Every defendant who has ever entered into a plea agreement (roughly 94 percent of federal prisoners) has been subjected to a “appeal waiver,” which requires the defendant to agree not to appeal or file a post-conviction motion under Section 2255 of the United States Code, except in the most extreme of circumstances, according to the agreement. The waivers are frequently ignored or misunderstood by the defendant, and they are rarely effectively articulated by either defense counsel or the court in their entirety.

Nonetheless, they are beneficial to the government. A waiver ensures that the defendant will never be able to object on appeal or through habeas corpus about infirmities in the sentencing, regardless of whether the flaws were created by court error or the misconduct of the defense attorney. Some ingenious U.S. Attorneys were even taking steps to protect their convictions from future changes in the law or Guidelines that may otherwise entitle the defendant to a reduced sentence.

Doug Berman On Plea Deal And Appeal
Doug Berman

A few go so far as to prohibit the defendant from filing a Freedom of Information Act (5 U.S.C. § 552) request to law enforcement agencies. Doug Berman, a law professor at Ohio State University, describes an appeal waiver as nothing more than a “(government labor-saving) device” that should be “void as against public policy,” according to Berman.

The Department of Justice was forced to eliminate a nascent practice by some United States Attorneys only two months ago, which required a defendant to relinquish any future right to petition for compassionate release under 18 U.S.C. 3582(c)(1)(A)(i) if he or she wanted to be released sooner. Such motions are based on unusual changes in circumstances that render a revision of the sentence an act of compassion on the part of the court.

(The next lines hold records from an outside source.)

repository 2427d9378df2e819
//! Configuration error types.

use std::path::PathBuf;
use thiserror::Error;

/// Configuration-related errors
#[derive(Debug, Error)]
pub enum ConfigError {
    #[error("IO error when reading `{0}`")]
    Io(PathBuf, #[source] std::io::Error),

    #[error("Config file parsing error")]
    Toml(#[from] toml::de::Error),

    #[error("Config validation error: {0}")]
    Validation(String),
}
// ============================================================================
// Build entry point
// ============================================================================

/// Build the entire site, processing content pages in parallel.
///
/// If `config.build.clean` is true, clears the output directory first.
/// Returns the collected page records, sorted by weight.
pub fn build_site(config: &'static SiteConfig) -> Result<Pages> {
    let output = &config.build.output;

    if config.build.clean && output.exists() {
        fs::remove_dir_all(output)
            .with_context(|| format!("Failed to clear output directory: {}", output.display()))?;
    }
    fs::create_dir_all(output)
        .with_context(|| format!("Failed to create output directory: {}", output.display()))?;

    let content_files = collect_content_files(&config.build.content);
    log!("build"; "found {} pages", content_files.len());

    let results: Vec<_> = content_files
        .par_iter()
        .map(|path| process_page(path, config))
        .collect();

    let mut pages = Vec::new();
    let mut failed = 0usize;
    for (path, result) in content_files.iter().zip(results) {
        match result {
            Ok(Some(page)) => pages.push(page),
            Ok(None) => {} // draft
            Err(err) => {
                failed += 1;
                log!("error"; "{}: {:#}", path.display(), err);
            }
        }
    }

    sort_pages(&mut pages);
    write_section_indexes(&pages, config)?;

    if failed > 0 {
        bail!("{failed} page(s) excluded from the build, see errors above");
    }

    log!("build"; "done");
    Ok(Pages { items: pages })
}

/// Collect all .md files under the content directory.
pub fn collect_content_files(content_dir: &Path) -> Vec<PathBuf> {
    WalkDir::new(content_dir)
        .into_iter()
        .filter_map(Result::ok)
        .filter(|entry| entry.file_type().is_file())
        .map(|entry| entry.into_path())
        .filter(|path| path.extension().is_some_and(|ext| ext == "md"))
        .collect()
}

// ============================================================================
// Single page processing
// ============================================================================

/// Parse, render and write a single content page.
///
/// Returns `Some(SitePage)` if written, `None` if the page is a draft.
fn process_page(path: &Path, config: &'static SiteConfig) -> Result<Option<SitePage>> {
    let raw = fs::read_to_string(path)
        .with_context(|| format!("Failed to read {}", path.display()))?;

    let page = ContentPage::parse(&raw).map_err(|err| anyhow!(err))?;
    if page.meta.draft {
        return Ok(None);
    }

    let paths = page_paths(path, config)?;

    let title = match &page.meta.title {
        Some(title) => title.clone(),
        None => {
            log!("warn"; "{}: no title in front matter, using file name", paths.relative);
            file_stem_title(path)
        }
    };
    if page.meta.weight.is_none() {
        log!("warn"; "{}: no weight in front matter, page will sort last", paths.relative);
    }

    let body = render_body(&page.blocks);
    let html = fill_template(&title, &page.meta.description, &body, config);
    let html = minify(html.into_bytes(), config);

    if let Some(parent) = paths.html.parent() {
        fs::create_dir_all(parent)?;
    }
    fs::write(&paths.html, &*html)
        .with_context(|| format!("Failed to write {}", paths.html.display()))?;

    Ok(Some(SitePage {
        relative: paths.relative,
        url_path: paths.url_path,
        title,
        weight: page.meta.weight,
        date: page.meta.date,
    }))
}

/// Computed output locations for a content file.
struct PagePaths {
    relative: String,
    html: PathBuf,
    url_path: String,
}

/// Map a source .md file to its output HTML location.
///
/// # Path Mapping Examples
///
/// | Source | relative | html |
/// |--------|----------|------|
/// | `content/guide/style.md` | `guide/style` | `public/guide/style/index.html` |
/// | `content/guide/index.md` | `guide/index` | `public/guide/index.html` |
/// | `content/index.md` | `index` | `public/index.html` |
fn page_paths(path: &Path, config: &'static SiteConfig) -> Result<PagePaths> {
    let content_dir = &config.build.content;
    let output_dir = &config.build.output;

    let relative = path
        .strip_prefix(content_dir)
        .map_err(|_| anyhow!("File is not in content directory: {}", path.display()))?
        .to_str()
        .ok_or_else(|| anyhow!("Invalid path encoding"))?
        .strip_suffix(".md")
        .ok_or_else(|| anyhow!("Not a .md file: {}", path.display()))?
        .replace('\\', "/");

    let html = if is_index(&relative) {
        match parent_dir(&relative) {
            "" => output_dir.join("index.html"),
            dir => output_dir.join(dir).join("index.html"),
        }
    } else {
        output_dir.join(&relative).join("index.html")
    };

    let url_path = if is_index(&relative) {
        match parent_dir(&relative) {
            "" => "/".to_owned(),
            dir => format!("/{dir}/"),
        }
    } else {
        format!("/{relative}/")
    };

    Ok(PagePaths {
        relative,
        html,
        url_path,
    })
}

/// Whether a relative path names a directory index page.
fn is_index(relative: &str) -> bool {
    relative == "index" || relative.ends_with("/index")
}

/// Parent directory of a relative path, `""` at the root.
fn parent_dir(relative: &str) -> &str {
    relative.rsplit_once('/').map_or("", |(dir, _)| dir)
}

/// Display title from the file stem when front matter has none.
fn file_stem_title(path: &Path) -> String {
    path.file_stem()
        .map(|stem| stem.to_string_lossy().replace(['-', '_'], " "))
        .unwrap_or_else(|| "untitled".into())
}

// ============================================================================
// Ordering
// ============================================================================

/// Sort pages for listings: weight ascending, unweighted pages last,
/// ties broken by title then source path.
pub fn sort_pages(pages: &mut [SitePage]) {
    pages.sort_by(page_order);
}

fn page_order(a: &SitePage, b: &SitePage) -> Ordering {
    match (a.weight, b.weight) {
        (Some(x), Some(y)) => x.cmp(&y),
        (Some(_), None) => Ordering::Less,
        (None, Some(_)) => Ordering::Greater,
        (None, None) => Ordering::Equal,
    }
    .then_with(|| a.title.cmp(&b.title))
    .then_with(|| a.relative.cmp(&b.relative))
}

// ============================================================================
// Section indexes
// ============================================================================

/// Write a listing page for every content directory without an authored
/// index, linking its direct child pages in weight order.
fn write_section_indexes(pages: &[SitePage], config: &'static SiteConfig) -> Result<()> {
    // Group direct children by parent directory, in the already-sorted order
    let mut sections: BTreeMap<&str, Vec<&SitePage>> = BTreeMap::new();
    for page in pages {
        if is_index(&page.relative) {
            continue;
        }
        sections.entry(parent_dir(&page.relative)).or_default().push(page);
    }

    for (dir, children) in sections {
        let has_authored_index = pages.iter().any(|p| {
            p.relative == if dir.is_empty() { "index".to_owned() } else { format!("{dir}/index") }
        });
        if has_authored_index {
            continue;
        }

        let title = if dir.is_empty() {
            config.base.title.clone()
        } else {
            file_stem_title(Path::new(dir))
        };

        let mut listing = format!("<h1>{}</h1>\n<ul class=\"pages\">\n", html_escape(&title));
        for child in children {
            listing.push_str("<li>");
            listing.push_str(&format!(
                "<a href=\"{}\">{}</a>",
                html_escape(&child.url_path),
                html_escape(&child.title)
            ));
            if let Some(date) = child.date {
                listing.push_str(&format!(" <time>{}</time>", date.format("%Y-%m-%d")));
            }
            listing.push_str("</li>\n");
        }
        listing.push_str("</ul>\n");

        let html = fill_template(&title, &None, &listing, config);
        let html = minify(html.into_bytes(), config);

        let out = if dir.is_empty() {
            config.build.output.join("index.html")
        } else {
            config.build.output.join(dir).join("index.html")
        };
        if let Some(parent) = out.parent() {
            fs::create_dir_all(parent)?;
        }
        fs::write(&out, &*html)
            .with_context(|| format!("Failed to write {}", out.display()))?;
    }

    Ok(())
}

// ============================================================================
// Template and minification
// ============================================================================

/// Fill the embedded page template.
#[allow(clippy::literal_string_with_formatting_args)]
fn fill_template(
    title: &str,
    description: &Option<String>,
    content: &str,
    config: &SiteConfig,
) -> String {
    let description_meta = description.as_ref().map_or_else(String::new, |d| {
        format!("<meta name=\"description\" content=\"{}\">\n", html_escape(d))
    });

    PAGE_TEMPLATE
        .replace("{language}", &config.base.language)
        .replace("{description}", &description_meta)
        .replace("{title}", &html_escape(title))
        .replace("{content}", content)
}

/// Minify HTML output when enabled in config.
fn minify(html: Vec<u8>, config: &SiteConfig) -> Cow<'static, [u8]> {
    if !config.build.minify {
        return Cow::Owned(html);
    }
    let mut cfg = minify_html::Cfg::new();
    cfg.keep_closing_tags = true;
    cfg.keep_html_and_head_opening_tags = true;
    cfg.keep_comments = false;
    Cow::Owned(minify_html::minify(&html, &cfg))
}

‘What, Mr. Tax Fraud prisoner, are you dying of cancer and would like to spend your final months at home instead of in a federal prison? Sorry, Charlie, but you relinquished your right to ask the judge for that as part of your plea agreement six years ago…

David Lawson
David Lawson

A small number of judges find appeal waivers so distasteful that they will not accept a plea deal that includes one of them. David Lawson, a federal judge who sits on the United States District Court for the Eastern District of Michigan, is one such federal judge. In a ruling last week, the 6th Circuit found him in contempt of court for rejecting a plea deal based on his “longstanding practice” of rejecting deals containing appeal waivers. The ruling was upheld by the Supreme Court.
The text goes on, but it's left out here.